Source data: Begin

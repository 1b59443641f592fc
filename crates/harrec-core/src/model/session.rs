//! Capture session: one monitored page and its request entries.

use std::collections::HashMap;

use super::RequestEntry;

/// The first top-level request of the page (initiator type "other").
#[derive(Debug, Clone, PartialEq)]
pub struct FirstRequest {
    pub id: String,
    /// Protocol timestamp, in milliseconds.
    pub timestamp_ms: f64,
    /// Wall-clock start, in seconds since the epoch.
    pub wall_time: f64,
    pub url: String,
}

/// Everything captured for one page.
///
/// Owned by the caller; [`crate::aggregator::apply`] mutates it in place and
/// [`crate::har::build`] reads it.
#[derive(Debug, Clone, Default)]
pub struct Session {
    /// Page URL, used as the archive page title.
    pub url: Option<String>,
    pub first_request: Option<FirstRequest>,
    /// `Page.domContentEventFired`, in milliseconds.
    pub dom_content_event_ms: Option<f64>,
    /// `Page.loadEventFired`, in milliseconds.
    pub load_event_ms: Option<f64>,
    pub entries: HashMap<String, RequestEntry>,
    /// Bodies expected from the body-fetch collaborator. Advisory only:
    /// nothing waits on it.
    pub pending_bodies: u32,
    /// Opaque caller annotation, exported as the page `_user` field.
    pub user: Option<serde_json::Value>,
}

impl Session {
    pub fn new(url: impl Into<String>) -> Self {
        Self {
            url: Some(url.into()),
            ..Self::default()
        }
    }

    pub fn with_user(mut self, user: serde_json::Value) -> Self {
        self.user = Some(user);
        self
    }

    pub fn entry(&self, request_id: &str) -> Option<&RequestEntry> {
        self.entries.get(request_id)
    }

    /// Page URL, falling back to the first top-level request's URL.
    pub fn page_url(&self) -> Option<&str> {
        self.url
            .as_deref()
            .or_else(|| self.first_request.as_ref().map(|f| f.url.as_str()))
    }
}

#[cfg(test)]
mod tests {
    use super::*;

    #[test]
    fn page_url_prefers_explicit_url() {
        let mut s = Session::default();
        assert!(s.page_url().is_none());
        s.first_request = Some(FirstRequest {
            id: "1".into(),
            timestamp_ms: 0.0,
            wall_time: 0.0,
            url: "https://first.example/".into(),
        });
        assert_eq!(s.page_url(), Some("https://first.example/"));
        s.url = Some("https://page.example/".into());
        assert_eq!(s.page_url(), Some("https://page.example/"));
    }
}
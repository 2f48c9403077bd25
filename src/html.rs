use crate::loader::Record;
use crate::sections::{build_sections, html_escape};
use crate::summary::extract_summary;

/// Renders the complete self-contained report. Deterministic for a given
/// record, display name, and timestamp string.
pub fn render_html(rec: &Record, display_name: &str, timestamp: &str) -> String {
    let mut s = String::new();
    s.push_str("<!DOCTYPE html>\n<html lang=\"en\"><head><meta charset=\"UTF-8\"><meta name=\"viewport\" content=\"width=device-width, initial-scale=1.0\"><title>System Report - ");
    s.push_str(&html_escape(display_name));
    s.push_str("</title><style>");
    s.push_str("*{margin:0;padding:0;box-sizing:border-box} body{font-family:'Segoe UI',Tahoma,Geneva,Verdana,sans-serif;line-height:1.6;color:#333;background:linear-gradient(135deg,#667eea 0%,#764ba2 100%);min-height:100vh;padding:20px} .container{max-width:1200px;margin:0 auto;background:#ffffff;border-radius:15px;box-shadow:0 20px 40px rgba(0,0,0,0.1);overflow:hidden} .header{background:linear-gradient(135deg,#2c3e50 0%,#34495e 100%);color:white;padding:40px 30px;text-align:center} .header h1{font-size:2.5em;margin-bottom:10px;font-weight:300} .header .subtitle{font-size:1.1em;opacity:.9;margin-bottom:20px} .header .timestamp{background:rgba(255,255,255,0.1);padding:8px 16px;border-radius:20px;display:inline-block;font-size:.9em} .content{padding:30px}");
    s.push_str(" .section{margin-bottom:25px;border-radius:10px;overflow:hidden;box-shadow:0 4px 6px rgba(0,0,0,0.05);border:1px solid #e1e8ed} .section-header{background:linear-gradient(135deg,#3498db 0%,#2980b9 100%);color:white;padding:20px 25px;cursor:pointer;font-size:1.2em;font-weight:600;display:flex;justify-content:space-between;align-items:center;transition:all .3s ease} .section-header:hover{background:linear-gradient(135deg,#2980b9 0%,#3498db 100%);transform:translateY(-1px)} .section-header.active{background:linear-gradient(135deg,#27ae60 0%,#2ecc71 100%)} .toggle-icon{font-size:1.2em;transition:transform .3s ease} .toggle-icon.rotated{transform:rotate(180deg)} .section-content{padding:0;max-height:0;overflow:hidden;transition:all .4s ease;background:#f8f9fa} .section-content.expanded{padding:25px;max-height:2000px}");
    s.push_str(" .property{display:flex;margin-bottom:15px;padding:12px 16px;background:white;border-radius:8px;border-left:4px solid #3498db;transition:all .2s ease} .property:hover{box-shadow:0 2px 8px rgba(0,0,0,0.1);transform:translateX(2px)} .property-name{font-weight:600;min-width:200px;color:#2c3e50;margin-right:20px} .property-value{color:#34495e;flex:1;word-break:break-word} .status-running{color:#27ae60;font-weight:bold;padding:4px 8px;background:#d5f4e6;border-radius:12px;font-size:.9em} .status-stopped{color:#e74c3c;font-weight:bold;padding:4px 8px;background:#fdeaea;border-radius:12px;font-size:.9em}");
    s.push_str(" .summary{background:linear-gradient(135deg,#f39c12 0%,#e67e22 100%);color:white;padding:20px;margin-bottom:30px;border-radius:10px;text-align:center} .summary-grid{display:grid;grid-template-columns:repeat(auto-fit,minmax(200px,1fr));gap:20px;margin-top:15px} .summary-item{background:rgba(255,255,255,0.1);padding:15px;border-radius:8px} .summary-item h4{margin-bottom:5px;font-size:.9em;opacity:.9} .summary-item .value{font-size:1.2em;font-weight:bold} .footer{text-align:center;padding:30px;background:#f8f9fa;color:#7f8c8d;border-top:1px solid #e1e8ed} .expand-all{background:#3498db;color:white;border:none;padding:12px 24px;border-radius:25px;cursor:pointer;font-size:1em;margin-bottom:20px;transition:all .3s ease} .expand-all:hover{background:#2980b9;transform:translateY(-2px);box-shadow:0 4px 8px rgba(0,0,0,0.2)} @media (max-width:768px){.property{flex-direction:column}.property-name{min-width:auto;margin-bottom:8px;margin-right:0}.header h1{font-size:2em}.content{padding:20px}}");
    s.push_str("</style></head><body><div class=\"container\">");
    s.push_str("<div class=\"header\"><h1>🖥️ System Information Report</h1><p class=\"subtitle\">Computer: <strong>");
    s.push_str(&html_escape(display_name));
    s.push_str("</strong></p><div class=\"timestamp\">Generated: ");
    s.push_str(&html_escape(timestamp));
    s.push_str("</div></div><div class=\"content\">");
    s.push_str("<button class=\"expand-all\" onclick=\"toggleAllSections()\">📂 Expand All Sections</button>");

    let summary = extract_summary(rec);
    if !summary.is_empty() {
        s.push_str("<div class=\"summary\"><h3>📊 System Overview</h3><div class=\"summary-grid\">");
        for item in &summary {
            s.push_str(&format!(
                "<div class=\"summary-item\"><h4>{}</h4><div class=\"value\">{}</div></div>",
                html_escape(&item.label),
                html_escape(&item.value)
            ));
        }
        s.push_str("</div></div>");
    }

    for sec in build_sections(rec) {
        s.push_str("<div class=\"section\"><div class=\"section-header\" onclick=\"toggleSection(this)\"><span>");
        s.push_str(&format!("{} {} Information", sec.icon, html_escape(&sec.name)));
        s.push_str("</span><span class=\"toggle-icon\">▼</span></div><div class=\"section-content\">");
        for (name, value) in &sec.properties {
            s.push_str(&format!(
                "<div class=\"property\"><div class=\"property-name\">{}:</div><div class=\"property-value\">{}</div></div>",
                html_escape(name),
                value
            ));
        }
        s.push_str("</div></div>");
    }

    s.push_str("</div><div class=\"footer\"><p>System inventory report</p><p>Generated by sysreport</p></div></div>");
    s.push_str("<script>let allExpanded=false;function toggleSection(header){const content=header.nextElementSibling;const icon=header.querySelector('.toggle-icon');header.classList.toggle('active');content.classList.toggle('expanded');icon.classList.toggle('rotated');}function toggleAllSections(){const headers=document.querySelectorAll('.section-header');const button=document.querySelector('.expand-all');headers.forEach(header=>{const content=header.nextElementSibling;const icon=header.querySelector('.toggle-icon');if(!allExpanded){header.classList.add('active');content.classList.add('expanded');icon.classList.add('rotated');}else{header.classList.remove('active');content.classList.remove('expanded');icon.classList.remove('rotated');}});allExpanded=!allExpanded;button.textContent=allExpanded?'📁 Collapse All Sections':'📂 Expand All Sections';}document.addEventListener('DOMContentLoaded',function(){const first=document.querySelector('.section-header');if(first){toggleSection(first);}});</script></body></html>");
    s
}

Source data: End

Exercise description: Reproduce the records above exactly, from the first line through the line containing "pub struct Session", and output nothing else.

Exercise result:
repository 1b59443641f592fc
filename crates/harrec-core/src/model/session.rs
//! Capture session: one monitored page and its request entries.

use std::collections::HashMap;

use super::RequestEntry;

/// The first top-level request of the page (initiator type "other").
#[derive(Debug, Clone, PartialEq)]
pub struct FirstRequest {
    pub id: String,
    /// Protocol timestamp, in milliseconds.
    pub timestamp_ms: f64,
    /// Wall-clock start, in seconds since the epoch.
    pub wall_time: f64,
    pub url: String,
}

/// Everything captured for one page.
///
/// Owned by the caller; [`crate::aggregator::apply`] mutates it in place and
/// [`crate::har::build`] reads it.
#[derive(Debug, Clone, Default)]
pub struct Session {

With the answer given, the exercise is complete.